Along the bottom frame are the Irish words traidisiun, pobal, and ionracus, which translate as tradition, community, and integrity. Graduate students at Notre Dame are welcomed into a vibrant and diverse community of scholars. They are immersed in an educational environment that encourages the integration of knowledge, experience, values, and action. And as members of the Notre Dame family, they participate in and contribute to the rich traditions of the university.
Fionn MacCumhail was just a lad when he was sent from his home to the poet and great master, Fineagas, for education in many subjects - above all, on how to become a true heroic warrior. The old fellow had been living alone for many years in a little house he built himself beside the River Boyne and he enjoyed Fionn's company.
Fineagas kept a very close eye on the Boyne, day and night, hoping to spot the unique fish 'Bradan an Eòlais - The Salmon of Knowledge'. Apparently, the first person ever to taste this fish would become the wisest in all Ireland. Everyone who had so far tried to catch it had been disappointed, and Fineagas dearly hoped that where others had failed he would be successful.
One day Fineagas and Fionn were sitting on the river bank enjoying a stimulating lesson when the tutor noticed a glorious big salmon swimming towards them. 'This surely is the Salmon of Knowledge!' he cried and rushed to get a net - a fine strong one, to haul it in.

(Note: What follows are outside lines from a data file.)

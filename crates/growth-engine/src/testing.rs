//! Fixtures shared by the engine tests.

use std::collections::BTreeMap;

use growth_core::{
    BaselineTemplate, DatabaseState, GrowthPatternKind, PatternLibrary, ServerType,
    SimulatorConfig, TableState,
};

pub(crate) fn config() -> SimulatorConfig {
    SimulatorConfig::builtin().unwrap()
}

pub(crate) fn library() -> PatternLibrary {
    config().pattern_library().unwrap()
}

/// The OLTP template: 256 MB data / 64 MB log increments, two files per 50 GB.
pub(crate) fn template() -> BaselineTemplate {
    config()
        .template_for(ServerType::OltpProduction)
        .unwrap()
        .clone()
}

/// A fresh OLTP database with three cleaned-up tables of 256-byte rows.
pub(crate) fn database_state(pattern: GrowthPatternKind, data_mb: f64) -> DatabaseState {
    let tables: BTreeMap<String, TableState> = [
        ("Table_01", 2_000_000, 0.5),
        ("Table_02", 1_000_000, 0.3),
        ("Table_03", 500_000, 0.2),
    ]
    .into_iter()
    .map(|(name, rows, share)| {
        (
            name.to_string(),
            TableState::new(name, rows, 256, true, share),
        )
    })
    .collect();

    DatabaseState {
        server_name: "Server1".to_string(),
        database_name: "Orders_DB".to_string(),
        server_type: ServerType::OltpProduction,
        growth_pattern: pattern,
        baseline_data_mb: data_mb,
        data_file_size_mb: data_mb,
        log_file_size_mb: data_mb * 0.33,
        file_count: 2,
        last_period_end: None,
        cumulative_reads: 0,
        cumulative_writes: 0,
        data_growth_carry_mb: 0.0,
        log_growth_carry_mb: 0.0,
        tables,
    }
}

He knew also that he mustn’t look into the fish’s eyes or he would fall fast asleep, and he was careful not to do this as he struggled to net the beast of a fish. And then, without warning, the salmon leapt out of the water in his direction. The old man panicked and looked straight into the eyes of the fish, and immediately fell into a deep sleep.
Fortunately, young Fionn saw this and shook Fineagas awake. The old teacher commanded Fionn to tear his dark-coloured shirt and tie it round Fineagas' eyes so that he could no longer see the fish. Fionn obeyed, and a blind-folded Fineagas and a tenacious salmon quarrelled and fought for the rest of that afternoon until the fish eventually gave up the struggle. Fineagas had caught Bradan an Eòlais. He would be the wisest person in all of Ireland.
As you’ll understand, this great effort had exhausted poor Fineagas and he asked Fionn to cook the fish while he had a recuperative snooze. Fionn promised not to taste the salmon.
The monster fish was placed on a spit above a peat fire and it wasn’t long until it was ready for eating. Fionn called Fineagas to come and taste it, but as he did so a small drop of burning fish-oil splashed up onto his thumb. Fionn simply stuck his thumb in his mouth to quell the pain.
When Fineagas arrived he immediately noticed that Fionn MacCumhail looked different. He could see from the gleam in his eyes and the glow from his cheeks that something had happened to him.
'Did you have any of the fish flesh?' Fineagas demanded. Fionn had to tell the truth.
'No,' he said.
'Did you try any of it at all?' Fineagas asked. Fionn then remembered that he had put his thumb in his mouth when the oil burned it, and he told Fineagas this.
Fineagas understood there and then that the special knowledge which came only from that cooked salmon on the spit had been granted to Fionn and not him. Despite his loss, Fineagas was happy for the lad, since he knew that he would grow up to be a most wise man and a great hero and that, from that day forth, Fionn MacCumhail would be the ablest and most celebrated leader of the Fianna warriors.
This text appears in its entirety on the Education Scotland website (no longer available). No changes have been made.